MATERIALS PROVIDED:
——
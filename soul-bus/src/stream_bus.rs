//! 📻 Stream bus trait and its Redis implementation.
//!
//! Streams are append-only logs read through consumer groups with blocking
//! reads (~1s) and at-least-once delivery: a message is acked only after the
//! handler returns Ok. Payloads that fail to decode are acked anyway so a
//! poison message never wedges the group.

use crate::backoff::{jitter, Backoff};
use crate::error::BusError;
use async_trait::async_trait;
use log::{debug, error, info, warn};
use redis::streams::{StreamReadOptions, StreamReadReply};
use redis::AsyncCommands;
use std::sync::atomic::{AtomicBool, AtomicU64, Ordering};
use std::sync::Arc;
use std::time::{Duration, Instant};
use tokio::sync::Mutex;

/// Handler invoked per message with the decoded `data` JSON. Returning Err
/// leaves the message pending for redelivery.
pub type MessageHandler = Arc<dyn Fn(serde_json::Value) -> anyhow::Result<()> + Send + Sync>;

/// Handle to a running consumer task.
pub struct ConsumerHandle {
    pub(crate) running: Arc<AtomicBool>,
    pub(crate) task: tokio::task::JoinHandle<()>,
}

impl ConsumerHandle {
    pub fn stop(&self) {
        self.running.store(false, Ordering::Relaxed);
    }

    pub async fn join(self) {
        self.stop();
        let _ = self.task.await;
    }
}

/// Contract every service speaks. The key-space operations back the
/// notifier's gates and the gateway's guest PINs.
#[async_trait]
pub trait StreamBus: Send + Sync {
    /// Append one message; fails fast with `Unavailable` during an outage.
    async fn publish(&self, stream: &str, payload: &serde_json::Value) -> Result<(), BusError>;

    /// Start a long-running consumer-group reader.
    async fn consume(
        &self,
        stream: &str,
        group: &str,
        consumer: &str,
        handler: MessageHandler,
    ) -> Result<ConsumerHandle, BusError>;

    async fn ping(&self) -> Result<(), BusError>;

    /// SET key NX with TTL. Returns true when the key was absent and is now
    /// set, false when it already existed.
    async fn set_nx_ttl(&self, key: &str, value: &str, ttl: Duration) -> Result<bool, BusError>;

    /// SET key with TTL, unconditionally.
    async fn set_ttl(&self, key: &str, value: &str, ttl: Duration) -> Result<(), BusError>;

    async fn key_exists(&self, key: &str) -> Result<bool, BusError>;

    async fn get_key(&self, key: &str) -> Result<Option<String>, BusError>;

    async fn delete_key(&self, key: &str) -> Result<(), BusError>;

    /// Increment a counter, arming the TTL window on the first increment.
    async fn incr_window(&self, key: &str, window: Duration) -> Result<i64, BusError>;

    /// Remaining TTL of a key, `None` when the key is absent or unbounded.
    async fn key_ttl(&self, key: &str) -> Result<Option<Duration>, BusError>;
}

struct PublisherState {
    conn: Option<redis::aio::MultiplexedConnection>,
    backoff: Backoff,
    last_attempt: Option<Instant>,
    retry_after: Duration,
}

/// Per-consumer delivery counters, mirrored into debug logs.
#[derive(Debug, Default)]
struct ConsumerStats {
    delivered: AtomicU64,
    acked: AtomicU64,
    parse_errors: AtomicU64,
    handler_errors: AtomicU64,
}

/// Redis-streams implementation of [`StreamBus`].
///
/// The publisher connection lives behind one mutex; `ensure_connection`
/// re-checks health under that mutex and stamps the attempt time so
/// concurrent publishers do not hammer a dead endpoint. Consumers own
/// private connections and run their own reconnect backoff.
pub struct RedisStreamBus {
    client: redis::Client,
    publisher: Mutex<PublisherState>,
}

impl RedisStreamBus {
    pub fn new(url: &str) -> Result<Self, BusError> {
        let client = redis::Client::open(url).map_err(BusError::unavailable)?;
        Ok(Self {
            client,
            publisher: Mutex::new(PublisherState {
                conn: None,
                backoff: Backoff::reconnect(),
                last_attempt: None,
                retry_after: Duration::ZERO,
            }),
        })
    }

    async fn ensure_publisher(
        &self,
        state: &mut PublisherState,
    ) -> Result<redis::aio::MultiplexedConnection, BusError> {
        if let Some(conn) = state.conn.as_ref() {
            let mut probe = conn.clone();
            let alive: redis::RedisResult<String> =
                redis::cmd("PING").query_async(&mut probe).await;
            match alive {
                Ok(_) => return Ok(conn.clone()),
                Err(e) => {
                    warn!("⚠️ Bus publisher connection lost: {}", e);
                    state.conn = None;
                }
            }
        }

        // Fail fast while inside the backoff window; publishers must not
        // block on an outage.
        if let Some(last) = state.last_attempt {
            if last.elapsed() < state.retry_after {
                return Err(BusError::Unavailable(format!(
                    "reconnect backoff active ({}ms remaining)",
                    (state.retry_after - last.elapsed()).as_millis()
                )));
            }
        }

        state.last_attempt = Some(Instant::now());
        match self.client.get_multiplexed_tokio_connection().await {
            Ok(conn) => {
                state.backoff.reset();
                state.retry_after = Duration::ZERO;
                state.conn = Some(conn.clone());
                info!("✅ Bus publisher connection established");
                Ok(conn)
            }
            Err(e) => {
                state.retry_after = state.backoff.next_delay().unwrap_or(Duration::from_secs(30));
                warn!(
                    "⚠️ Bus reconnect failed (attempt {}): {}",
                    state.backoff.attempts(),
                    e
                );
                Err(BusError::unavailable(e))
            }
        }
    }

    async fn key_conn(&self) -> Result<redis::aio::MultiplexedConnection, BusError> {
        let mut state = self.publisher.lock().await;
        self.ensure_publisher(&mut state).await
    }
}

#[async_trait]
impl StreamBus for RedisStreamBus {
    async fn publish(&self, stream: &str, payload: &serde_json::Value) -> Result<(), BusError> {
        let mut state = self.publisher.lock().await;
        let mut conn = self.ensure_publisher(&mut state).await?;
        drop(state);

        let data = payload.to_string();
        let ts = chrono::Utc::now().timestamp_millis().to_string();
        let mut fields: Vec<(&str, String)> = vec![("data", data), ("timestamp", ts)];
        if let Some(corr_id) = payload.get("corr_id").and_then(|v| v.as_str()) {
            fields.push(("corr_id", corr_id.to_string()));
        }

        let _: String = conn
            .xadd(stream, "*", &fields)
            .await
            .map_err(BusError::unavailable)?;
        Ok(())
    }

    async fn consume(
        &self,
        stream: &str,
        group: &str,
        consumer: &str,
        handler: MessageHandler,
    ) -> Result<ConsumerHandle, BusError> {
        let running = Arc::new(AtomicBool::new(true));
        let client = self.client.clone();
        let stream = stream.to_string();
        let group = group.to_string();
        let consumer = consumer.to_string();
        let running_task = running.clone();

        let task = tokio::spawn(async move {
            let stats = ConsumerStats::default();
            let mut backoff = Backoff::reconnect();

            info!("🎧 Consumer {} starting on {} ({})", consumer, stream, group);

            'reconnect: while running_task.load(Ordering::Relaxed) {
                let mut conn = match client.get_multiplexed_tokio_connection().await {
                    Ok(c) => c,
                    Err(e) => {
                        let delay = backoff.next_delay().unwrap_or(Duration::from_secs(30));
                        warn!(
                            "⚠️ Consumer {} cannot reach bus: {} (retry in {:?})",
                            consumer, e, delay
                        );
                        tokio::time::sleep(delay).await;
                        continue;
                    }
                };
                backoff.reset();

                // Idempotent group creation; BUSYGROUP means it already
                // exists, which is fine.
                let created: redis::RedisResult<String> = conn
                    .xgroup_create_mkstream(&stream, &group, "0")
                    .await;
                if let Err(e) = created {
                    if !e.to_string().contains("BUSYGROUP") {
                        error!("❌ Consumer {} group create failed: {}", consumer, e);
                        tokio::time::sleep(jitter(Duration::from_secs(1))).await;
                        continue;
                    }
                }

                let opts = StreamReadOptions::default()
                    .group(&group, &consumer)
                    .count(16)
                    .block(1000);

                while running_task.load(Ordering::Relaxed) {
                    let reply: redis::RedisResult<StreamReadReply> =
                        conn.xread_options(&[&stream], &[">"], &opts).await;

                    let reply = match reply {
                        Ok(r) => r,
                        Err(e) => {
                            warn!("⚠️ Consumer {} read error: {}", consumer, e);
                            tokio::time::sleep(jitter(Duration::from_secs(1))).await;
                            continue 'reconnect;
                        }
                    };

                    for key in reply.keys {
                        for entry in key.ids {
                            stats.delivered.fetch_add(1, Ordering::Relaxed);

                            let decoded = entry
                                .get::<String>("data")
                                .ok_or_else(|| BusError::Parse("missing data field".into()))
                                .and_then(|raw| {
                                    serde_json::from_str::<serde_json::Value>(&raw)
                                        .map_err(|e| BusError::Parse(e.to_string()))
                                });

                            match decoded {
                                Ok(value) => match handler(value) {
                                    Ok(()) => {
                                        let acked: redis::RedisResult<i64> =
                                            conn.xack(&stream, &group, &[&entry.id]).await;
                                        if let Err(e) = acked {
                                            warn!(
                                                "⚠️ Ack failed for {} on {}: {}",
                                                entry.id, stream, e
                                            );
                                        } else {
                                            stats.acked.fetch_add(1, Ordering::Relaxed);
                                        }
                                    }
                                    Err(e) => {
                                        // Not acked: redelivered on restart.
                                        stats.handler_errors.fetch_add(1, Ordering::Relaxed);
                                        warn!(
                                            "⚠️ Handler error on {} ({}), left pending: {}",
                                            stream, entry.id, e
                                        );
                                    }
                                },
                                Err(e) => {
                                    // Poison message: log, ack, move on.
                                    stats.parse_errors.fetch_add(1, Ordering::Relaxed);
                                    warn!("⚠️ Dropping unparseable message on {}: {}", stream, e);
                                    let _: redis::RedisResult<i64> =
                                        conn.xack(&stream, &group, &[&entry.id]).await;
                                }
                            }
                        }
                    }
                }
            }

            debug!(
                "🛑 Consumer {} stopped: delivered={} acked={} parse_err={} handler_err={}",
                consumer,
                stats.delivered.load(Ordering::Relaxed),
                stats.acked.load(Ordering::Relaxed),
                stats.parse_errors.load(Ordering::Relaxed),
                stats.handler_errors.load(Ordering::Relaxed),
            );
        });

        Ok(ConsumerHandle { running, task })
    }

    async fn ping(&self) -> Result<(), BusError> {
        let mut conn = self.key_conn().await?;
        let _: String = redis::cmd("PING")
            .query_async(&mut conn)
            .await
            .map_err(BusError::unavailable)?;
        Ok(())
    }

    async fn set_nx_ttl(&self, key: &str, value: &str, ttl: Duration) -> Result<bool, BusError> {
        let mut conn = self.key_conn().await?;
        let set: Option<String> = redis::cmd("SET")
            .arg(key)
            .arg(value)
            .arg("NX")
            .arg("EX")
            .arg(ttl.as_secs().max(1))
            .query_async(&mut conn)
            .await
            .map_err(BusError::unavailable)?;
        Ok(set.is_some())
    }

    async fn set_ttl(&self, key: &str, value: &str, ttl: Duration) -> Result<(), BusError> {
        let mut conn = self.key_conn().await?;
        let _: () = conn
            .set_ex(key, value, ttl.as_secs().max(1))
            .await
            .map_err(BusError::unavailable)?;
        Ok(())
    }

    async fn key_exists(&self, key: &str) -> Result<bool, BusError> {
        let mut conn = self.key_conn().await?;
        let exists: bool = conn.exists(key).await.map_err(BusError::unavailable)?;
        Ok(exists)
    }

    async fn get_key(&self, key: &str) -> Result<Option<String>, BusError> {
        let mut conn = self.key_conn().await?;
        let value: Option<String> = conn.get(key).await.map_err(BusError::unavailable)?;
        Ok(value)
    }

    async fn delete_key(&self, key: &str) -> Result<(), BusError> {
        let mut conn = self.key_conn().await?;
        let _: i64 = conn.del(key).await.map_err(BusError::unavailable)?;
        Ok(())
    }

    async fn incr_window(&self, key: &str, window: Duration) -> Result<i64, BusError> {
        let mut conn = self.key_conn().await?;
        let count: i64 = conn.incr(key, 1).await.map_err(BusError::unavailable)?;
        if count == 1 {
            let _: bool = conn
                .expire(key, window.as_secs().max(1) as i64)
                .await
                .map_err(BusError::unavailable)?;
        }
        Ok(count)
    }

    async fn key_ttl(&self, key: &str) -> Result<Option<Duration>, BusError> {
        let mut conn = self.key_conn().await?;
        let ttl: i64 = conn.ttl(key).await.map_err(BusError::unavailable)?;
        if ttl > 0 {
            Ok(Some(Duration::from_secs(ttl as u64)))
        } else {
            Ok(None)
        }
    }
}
——
WHAT THE EXERCISE ASKS:
Using the entries above, tally every line that holds the word "Ordering". Answer with that number only.

RESULT:
12